> WHAT IS NEEDED
From the entries below, copy exactly the lines from the one that contains "Phase::Scoreboard => return" through the one that contains "self.selected_kind = None;", both included, and only those.

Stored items
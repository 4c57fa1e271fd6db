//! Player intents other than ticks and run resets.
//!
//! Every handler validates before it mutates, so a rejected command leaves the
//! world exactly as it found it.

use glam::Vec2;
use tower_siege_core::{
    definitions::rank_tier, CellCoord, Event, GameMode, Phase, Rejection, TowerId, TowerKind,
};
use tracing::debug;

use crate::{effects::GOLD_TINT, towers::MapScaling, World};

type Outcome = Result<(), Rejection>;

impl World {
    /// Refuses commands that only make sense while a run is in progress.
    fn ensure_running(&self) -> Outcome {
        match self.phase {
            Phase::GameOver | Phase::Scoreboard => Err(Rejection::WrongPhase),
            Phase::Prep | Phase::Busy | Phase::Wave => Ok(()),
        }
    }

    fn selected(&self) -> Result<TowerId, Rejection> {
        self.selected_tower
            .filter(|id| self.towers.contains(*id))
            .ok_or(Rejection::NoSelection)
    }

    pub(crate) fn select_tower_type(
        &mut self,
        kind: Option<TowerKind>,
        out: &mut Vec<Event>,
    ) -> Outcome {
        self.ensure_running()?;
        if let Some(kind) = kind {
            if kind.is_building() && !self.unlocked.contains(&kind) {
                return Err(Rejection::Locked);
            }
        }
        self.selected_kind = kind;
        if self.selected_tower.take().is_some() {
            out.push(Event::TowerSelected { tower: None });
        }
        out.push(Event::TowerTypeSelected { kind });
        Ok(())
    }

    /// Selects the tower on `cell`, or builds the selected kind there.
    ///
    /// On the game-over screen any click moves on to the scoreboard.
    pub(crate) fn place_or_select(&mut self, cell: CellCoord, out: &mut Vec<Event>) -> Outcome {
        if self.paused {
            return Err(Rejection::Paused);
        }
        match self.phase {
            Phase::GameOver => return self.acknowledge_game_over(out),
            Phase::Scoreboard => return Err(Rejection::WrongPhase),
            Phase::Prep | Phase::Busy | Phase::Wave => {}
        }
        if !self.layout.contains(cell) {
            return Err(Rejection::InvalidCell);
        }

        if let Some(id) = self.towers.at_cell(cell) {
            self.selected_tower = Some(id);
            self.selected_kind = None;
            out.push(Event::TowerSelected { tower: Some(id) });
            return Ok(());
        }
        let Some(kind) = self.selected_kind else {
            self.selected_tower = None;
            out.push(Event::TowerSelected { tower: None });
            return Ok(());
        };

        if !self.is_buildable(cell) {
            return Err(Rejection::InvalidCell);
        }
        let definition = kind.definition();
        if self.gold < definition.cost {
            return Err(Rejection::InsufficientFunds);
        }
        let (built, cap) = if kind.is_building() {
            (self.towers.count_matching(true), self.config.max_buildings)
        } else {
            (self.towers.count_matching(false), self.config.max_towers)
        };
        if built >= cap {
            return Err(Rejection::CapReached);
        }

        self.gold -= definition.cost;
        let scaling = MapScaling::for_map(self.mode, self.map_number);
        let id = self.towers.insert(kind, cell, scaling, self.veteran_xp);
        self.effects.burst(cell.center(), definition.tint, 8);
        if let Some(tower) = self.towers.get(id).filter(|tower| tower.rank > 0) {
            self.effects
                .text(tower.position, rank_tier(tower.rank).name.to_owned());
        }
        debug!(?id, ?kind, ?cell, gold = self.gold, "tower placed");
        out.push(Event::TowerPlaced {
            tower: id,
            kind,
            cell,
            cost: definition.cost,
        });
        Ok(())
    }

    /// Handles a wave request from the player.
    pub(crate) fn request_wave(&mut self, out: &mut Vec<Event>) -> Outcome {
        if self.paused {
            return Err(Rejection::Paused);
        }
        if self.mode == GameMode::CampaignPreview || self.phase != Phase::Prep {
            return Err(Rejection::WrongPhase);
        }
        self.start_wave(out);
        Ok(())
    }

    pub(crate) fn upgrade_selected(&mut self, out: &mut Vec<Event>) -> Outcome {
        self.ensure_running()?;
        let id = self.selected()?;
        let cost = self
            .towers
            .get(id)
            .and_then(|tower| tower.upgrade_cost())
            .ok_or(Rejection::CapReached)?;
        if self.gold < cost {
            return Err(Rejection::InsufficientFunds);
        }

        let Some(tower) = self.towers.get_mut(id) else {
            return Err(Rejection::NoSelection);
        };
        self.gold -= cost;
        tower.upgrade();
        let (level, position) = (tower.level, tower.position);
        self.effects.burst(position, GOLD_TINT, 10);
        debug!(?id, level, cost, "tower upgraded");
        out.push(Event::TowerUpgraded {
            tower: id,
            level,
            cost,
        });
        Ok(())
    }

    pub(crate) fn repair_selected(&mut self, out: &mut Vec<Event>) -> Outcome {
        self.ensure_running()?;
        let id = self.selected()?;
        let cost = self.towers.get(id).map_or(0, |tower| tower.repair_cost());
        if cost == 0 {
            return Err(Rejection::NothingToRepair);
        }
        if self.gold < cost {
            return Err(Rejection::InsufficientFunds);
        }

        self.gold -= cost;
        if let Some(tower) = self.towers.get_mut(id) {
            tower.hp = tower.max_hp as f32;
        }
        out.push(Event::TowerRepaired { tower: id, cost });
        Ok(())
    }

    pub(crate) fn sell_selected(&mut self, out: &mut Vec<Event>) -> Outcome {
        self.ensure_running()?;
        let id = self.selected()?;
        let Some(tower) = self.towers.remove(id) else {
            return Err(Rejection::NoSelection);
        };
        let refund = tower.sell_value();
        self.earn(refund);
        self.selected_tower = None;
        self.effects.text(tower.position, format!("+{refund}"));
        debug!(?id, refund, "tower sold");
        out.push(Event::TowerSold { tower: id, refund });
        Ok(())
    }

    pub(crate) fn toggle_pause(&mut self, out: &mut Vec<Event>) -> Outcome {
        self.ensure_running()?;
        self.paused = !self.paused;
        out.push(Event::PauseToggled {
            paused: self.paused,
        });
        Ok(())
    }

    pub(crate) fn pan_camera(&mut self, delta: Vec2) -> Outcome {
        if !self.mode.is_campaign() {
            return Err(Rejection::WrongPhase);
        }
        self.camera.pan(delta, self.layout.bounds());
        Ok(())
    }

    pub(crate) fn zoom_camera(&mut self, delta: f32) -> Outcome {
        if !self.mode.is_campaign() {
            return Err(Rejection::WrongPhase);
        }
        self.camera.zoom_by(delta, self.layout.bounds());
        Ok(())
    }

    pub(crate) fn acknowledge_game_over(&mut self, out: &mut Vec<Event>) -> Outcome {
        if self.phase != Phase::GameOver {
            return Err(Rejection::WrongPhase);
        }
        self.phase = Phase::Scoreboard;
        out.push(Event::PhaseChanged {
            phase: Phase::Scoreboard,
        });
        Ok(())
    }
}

> EXPECTED ANSWER
            Phase::Scoreboard => return Err(Rejection::WrongPhase),
            Phase::Prep | Phase::Busy | Phase::Wave => {}
        }
        if !self.layout.contains(cell) {
            return Err(Rejection::InvalidCell);
        }

        if let Some(id) = self.towers.at_cell(cell) {
            self.selected_tower = Some(id);
            self.selected_kind = None;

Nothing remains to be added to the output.